Tirunagari Santosh, Poh Norman, Wells Kevin, Bober Miroslaw, Gorden Isky, Windridge David
1Department of Computer Science, University of Surrey, Guildford, Surrey GU2 7XH UK.
2Center for Vision, Speech and Signal Processing (CVSSP), University of Surrey, Guildford, Surrey GU2 7XH UK.
Mach Vis Appl. 2017;28(3):393-407. doi: 10.1007/s00138-017-0835-5. Epub 2017 Apr 6.

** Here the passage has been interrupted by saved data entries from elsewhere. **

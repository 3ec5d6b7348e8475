//! Configuration and error types for MinHash signing.
//!
//! This module defines the public configuration surface for the signature
//! layer. It is free of any I/O or environment-dependent behavior so that a
//! signature is a pure function of `(shingles, hash family)`.

use serde::{Deserialize, Serialize};
use thiserror::Error;

/// LSH parameters and signing options.
///
/// The signature length is derived, never configured directly:
/// `H = minhash_bands × minhash_rows_per_band`.
#[derive(Debug, Clone, Serialize, Deserialize, PartialEq, Eq)]
#[serde(default)]
pub struct PerceptualConfig {
    /// Configuration schema version.
    ///
    /// Any change that can affect a signature must bump this version, so
    /// that signatures computed under different rules are never mixed.
    pub version: u32,
    /// Number of LSH bands.
    pub minhash_bands: usize,
    /// Number of signature rows in each band.
    pub minhash_rows_per_band: usize,
    /// Seed basis for the hash family.
    ///
    /// When two configs share the same seed and banding parameters, equal
    /// shingle sets produce bit-identical signatures across runs.
    pub seed: u64,
    /// Spread signing and batch work over the rayon pool.
    pub use_parallel: bool,
}

impl PerceptualConfig {
    pub fn new() -> Self {
        Self::default()
    }

    /// More bands = higher recall and a lower similarity threshold.
    pub fn with_minhash_bands(mut self, bands: usize) -> Self {
        self.minhash_bands = bands;
        self
    }

    /// More rows = fewer false-positive candidates and a higher threshold.
    pub fn with_minhash_rows_per_band(mut self, rows: usize) -> Self {
        self.minhash_rows_per_band = rows;
        self
    }

    pub fn with_seed(mut self, seed: u64) -> Self {
        self.seed = seed;
        self
    }

    pub fn with_parallel(mut self, use_parallel: bool) -> Self {
        self.use_parallel = use_parallel;
        self
    }

    /// Total signature length `H`, guarding against overflow.
    pub fn num_hashes(&self) -> Result<usize, PerceptualError> {
        self.minhash_bands
            .checked_mul(self.minhash_rows_per_band)
            .ok_or(PerceptualError::InvalidConfigMinhashLength {
                bands: self.minhash_bands,
                rows: self.minhash_rows_per_band,
            })
    }

    /// Validate configuration parameters.
    pub fn validate(&self) -> Result<(), PerceptualError> {
        if self.version < 1 {
            return Err(PerceptualError::InvalidConfigVersion {
                version: self.version,
            });
        }
        if self.minhash_bands < 1 {
            return Err(PerceptualError::InvalidConfigBands {
                bands: self.minhash_bands,
            });
        }
        if self.minhash_rows_per_band < 1 {
            return Err(PerceptualError::InvalidConfigRows {
                rows: self.minhash_rows_per_band,
            });
        }
        self.num_hashes()?;
        Ok(())
    }
}

impl Default for PerceptualConfig {
    fn default() -> Self {
        Self {
            version: 1,
            minhash_bands: 250,
            minhash_rows_per_band: 4,
            seed: 0,
            use_parallel: false,
        }
    }
}

/// Errors returned by the signing layer.
#[derive(Debug, Error, Clone, PartialEq, Eq)]
pub enum PerceptualError {
    #[error("invalid config: minhash_bands must be >= 1 (got {bands})")]
    InvalidConfigBands { bands: usize },

    #[error("invalid config: minhash_rows_per_band must be >= 1 (got {rows})")]
    InvalidConfigRows { rows: usize },

    #[error("invalid config version {version}; expected >= 1")]
    InvalidConfigVersion { version: u32 },

    #[error("invalid config: minhash length overflow for bands={bands} rows={rows}")]
    InvalidConfigMinhashLength { bands: usize, rows: usize },

    #[error("hash family has {actual} functions, signature needs {expected}")]
    HashFamilyLength { expected: usize, actual: usize },

    #[error("signature length mismatch: {expected} vs {actual}")]
    SignatureLength { expected: usize, actual: usize },
}

#[cfg(test)]
mod tests {
    use super::*;

    #[test]
    fn config_default_values() {
        let cfg = PerceptualConfig::default();
        assert_eq!(cfg.version, 1);
        assert_eq!(cfg.minhash_bands, 250);
        assert_eq!(cfg.minhash_rows_per_band, 4);
        assert_eq!(cfg.seed, 0);
        assert!(!cfg.use_parallel);
        assert_eq!(cfg.num_hashes(), Ok(1000));
    }

    #[test]
    fn config_builder_chain() {
        let cfg = PerceptualConfig::new()
            .with_minhash_bands(8)
            .with_minhash_rows_per_band(4)
            .with_seed(42)
            .with_parallel(true);

        assert_eq!(cfg.minhash_bands, 8);
        assert_eq!(cfg.minhash_rows_per_band, 4);
        assert_eq!(cfg.seed, 42);
        assert!(cfg.use_parallel);
        assert_eq!(cfg.num_hashes(), Ok(32));
    }

    #[test]
    fn config_validate_valid() {
        assert!(PerceptualConfig::default().validate().is_ok());
    }

    #[test]
    fn config_validate_invalid_bands_zero() {
        let cfg = PerceptualConfig::new().with_minhash_bands(0);
        assert!(matches!(
            cfg.validate(),
            Err(PerceptualError::InvalidConfigBands { bands: 0 })
        ));
    }

    #[test]
    fn config_validate_invalid_rows_zero() {
        let cfg = PerceptualConfig::new().with_minhash_rows_per_band(0);
        assert!(matches!(
            cfg.validate(),
            Err(PerceptualError::InvalidConfigRows { rows: 0 })
        ));
    }

    #[test]
    fn config_validate_invalid_version_zero() {
        let cfg = PerceptualConfig {
            version: 0,
            ..Default::default()
        };
        assert!(matches!(
            cfg.validate(),
            Err(PerceptualError::InvalidConfigVersion { version: 0 })
        ));
    }

    #[test]
    fn config_validate_overflow() {
        let cfg = PerceptualConfig::new()
            .with_minhash_bands(usize::MAX)
            .with_minhash_rows_per_band(2);
        assert!(matches!(
            cfg.validate(),
            Err(PerceptualError::InvalidConfigMinhashLength { .. })
        ));
    }

    #[test]
    fn config_serde_roundtrip() {
        let cfg = PerceptualConfig::new().with_seed(12345).with_parallel(true);
        let serialized = serde_json::to_string(&cfg).unwrap();
        let deserialized: PerceptualConfig = serde_json::from_str(&serialized).unwrap();
        assert_eq!(cfg, deserialized);
    }

    #[test]
    fn error_display_mentions_counts() {
        let err = PerceptualError::HashFamilyLength {
            expected: 1000,
            actual: 16,
        };
        assert!(err.to_string().contains("16"));
        assert!(err.to_string().contains("1000"));
    }
}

Images of the kidneys using dynamic contrast-enhanced magnetic resonance renography (DCE-MRR) contains unwanted complex organ motion due to respiration. This gives rise to motion artefacts that hinder the clinical assessment of kidney function. However, due to the rapid change in contrast agent within the DCE-MR image sequence, commonly used intensity-based image registration techniques are likely to fail. While semi-automated approaches involving human experts are a possible alternative, they pose significant drawbacks including inter-observer variability, and the bottleneck introduced through manual inspection of the multiplicity of images produced during a DCE-MRR study. To address this issue, we present a novel automated, registration-free movement correction approach based on windowed and reconstruction variants of dynamic mode decomposition (WR-DMD). Our proposed method is validated on ten different healthy volunteers' kidney DCE-MRI data sets. The results, using block-matching-block evaluation on the image sequence produced by WR-DMD, show the elimination of of mean motion magnitude when compared to the original data sets, thereby demonstrating the viability of automatic movement correction using WR-DMD.
使用动态对比增强磁共振肾造影(DCE-MRR)对肾脏进行成像时,由于呼吸作用会包含不必要的复杂器官运动。这会产生运动伪影,妨碍对肾功能的临床评估。然而,由于DCE-MR图像序列中造影剂的快速变化,常用的基于强度的图像配准技术很可能会失效。虽然涉及人类专家的半自动方法是一种可能的替代方案,但它们存在显著缺点,包括观察者间的变异性,以及通过手动检查DCE-MRR研究期间产生的大量图像所引入的瓶颈。为了解决这个问题,我们提出了一种基于动态模式分解的加窗和重建变体(WR-DMD)的新型自动、无需配准的运动校正方法。我们提出的方法在十个不同健康志愿者的肾脏DCE-MRI数据集上得到了验证。使用WR-DMD产生的图像序列进行块匹配块评估的结果表明,与原始数据集相比,平均运动幅度消除了,从而证明了使用WR-DMD进行自动运动校正具有可行性。